◆ Exercise details: Indicate only the number of lines in the listing below in which the word "None" appears.
[Opening Supplied information section]
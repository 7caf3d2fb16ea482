//! IRC line codec: IRCv3 message tags, prefix, command, parameters.

use std::borrow::Cow;

use base64::engine::general_purpose::STANDARD;
use base64::Engine as _;

/// Longest line the server accepts, CRLF included
pub const MAX_LINE_BYTES: usize = 512;

/// Longest AUTHENTICATE payload chunk
const SASL_CHUNK: usize = 400;

/// One parsed protocol line
#[derive(Debug, Clone, PartialEq, Eq)]
pub struct Message {
    pub tags: Vec<(String, String)>,
    pub prefix: Option<String>,
    pub command: String,
    pub params: Vec<String>,
}

impl Message {
    /// Parse one line without its trailing CRLF. `None` for a line with no command.
    pub fn parse(line: &str) -> Option<Message> {
        let mut rest = line.trim_end_matches(['\r', '\n']);

        let mut tags = Vec::new();
        if let Some(tagged) = rest.strip_prefix('@') {
            let (raw_tags, remainder) = tagged.split_once(' ')?;
            tags = raw_tags
                .split(';')
                .filter(|t| !t.is_empty())
                .map(|t| match t.split_once('=') {
                    Some((key, value)) => (key.to_string(), unescape_tag_value(value)),
                    None => (t.to_string(), String::new()),
                })
                .collect();
            rest = remainder.trim_start_matches(' ');
        }

        let mut prefix = None;
        if let Some(prefixed) = rest.strip_prefix(':') {
            let (source, remainder) = prefixed.split_once(' ')?;
            prefix = Some(source.to_string());
            rest = remainder.trim_start_matches(' ');
        }

        let (command, mut rest) = match rest.split_once(' ') {
            Some((command, remainder)) => (command, remainder),
            None => (rest, ""),
        };
        if command.is_empty() {
            return None;
        }

        let mut params = Vec::new();
        loop {
            rest = rest.trim_start_matches(' ');
            if rest.is_empty() {
                break;
            }
            if let Some(trailing) = rest.strip_prefix(':') {
                params.push(trailing.to_string());
                break;
            }
            match rest.split_once(' ') {
                Some((param, remainder)) => {
                    params.push(param.to_string());
                    rest = remainder;
                }
                None => {
                    params.push(rest.to_string());
                    break;
                }
            }
        }

        Some(Message {
            tags,
            prefix,
            command: command.to_ascii_uppercase(),
            params,
        })
    }

    pub fn tag(&self, key: &str) -> Option<&str> {
        self.tags
            .iter()
            .find(|(k, _)| k == key)
            .map(|(_, v)| v.as_str())
    }

    /// Nickname part of the prefix
    pub fn source_nick(&self) -> Option<&str> {
        let prefix = self.prefix.as_deref()?;
        Some(prefix.split_once('!').map_or(prefix, |(nick, _)| nick))
    }

    pub fn param(&self, index: usize) -> Option<&str> {
        self.params.get(index).map(String::as_str)
    }
}

fn unescape_tag_value(value: &str) -> String {
    let mut out = String::with_capacity(value.len());
    let mut chars = value.chars();
    while let Some(c) = chars.next() {
        if c != '\\' {
            out.push(c);
            continue;
        }
        match chars.next() {
            Some(':') => out.push(';'),
            Some('s') => out.push(' '),
            Some('r') => out.push('\r'),
            Some('n') => out.push('\n'),
            Some(other) => out.push(other),
            None => {}
        }
    }
    out
}

/// Line with credentials masked, for debug logging
pub fn redact(line: &str) -> Cow<'_, str> {
    let upper = line.to_ascii_uppercase();
    if upper.starts_with("PASS ") {
        Cow::Owned("PASS ***".to_string())
    } else if upper.starts_with("AUTHENTICATE ")
        && !matches!(&upper["AUTHENTICATE ".len()..], "PLAIN" | "+" | "*")
    {
        Cow::Owned("AUTHENTICATE ***".to_string())
    } else {
        Cow::Borrowed(line)
    }
}

/// Strip line breaks so user text cannot inject extra commands
fn sanitize(text: &str) -> Cow<'_, str> {
    if text.contains(['\r', '\n']) {
        Cow::Owned(text.replace(['\r', '\n'], " "))
    } else {
        Cow::Borrowed(text)
    }
}

pub fn pass(password: &str) -> String {
    format!("PASS {}", sanitize(password))
}

pub fn nick(nick: &str) -> String {
    format!("NICK {}", sanitize(nick))
}

pub fn user(username: &str, realname: &str) -> String {
    format!("USER {} 0 * :{}", sanitize(username), sanitize(realname))
}

pub fn join(channel: &str) -> String {
    format!("JOIN {}", sanitize(channel))
}

pub fn pong(token: &str) -> String {
    format!("PONG :{}", sanitize(token))
}

pub fn notice(target: &str, text: &str) -> String {
    format!("NOTICE {} :{}", sanitize(target), sanitize(text))
}

pub fn quit(reason: &str) -> String {
    format!("QUIT :{}", sanitize(reason))
}

pub const CAP_END: &str = "CAP END";

pub fn cap_req(capabilities: &str) -> String {
    format!("CAP REQ :{}", sanitize(capabilities))
}

pub const AUTHENTICATE_PLAIN: &str = "AUTHENTICATE PLAIN";

/// AUTHENTICATE lines carrying a SASL PLAIN response.
///
/// The payload is split into 400 byte chunks; a payload that ends exactly
/// on a chunk boundary is terminated by `AUTHENTICATE +`.
pub fn sasl_plain(username: &str, password: &str) -> Vec<String> {
    let encoded = STANDARD.encode(format!("\0{username}\0{password}"));
    let mut lines: Vec<String> = encoded
        .as_bytes()
        .chunks(SASL_CHUNK)
        .map(|chunk| format!("AUTHENTICATE {}", String::from_utf8_lossy(chunk)))
        .collect();
    if encoded.len() % SASL_CHUNK == 0 {
        lines.push("AUTHENTICATE +".to_string());
    }
    lines
}

/// Whether a channel name (as opposed to a nickname)
pub fn is_channel(target: &str) -> bool {
    target.starts_with(['#', '&', '+', '!'])
}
[Closing Supplied information section]
◆ Response to this task: 7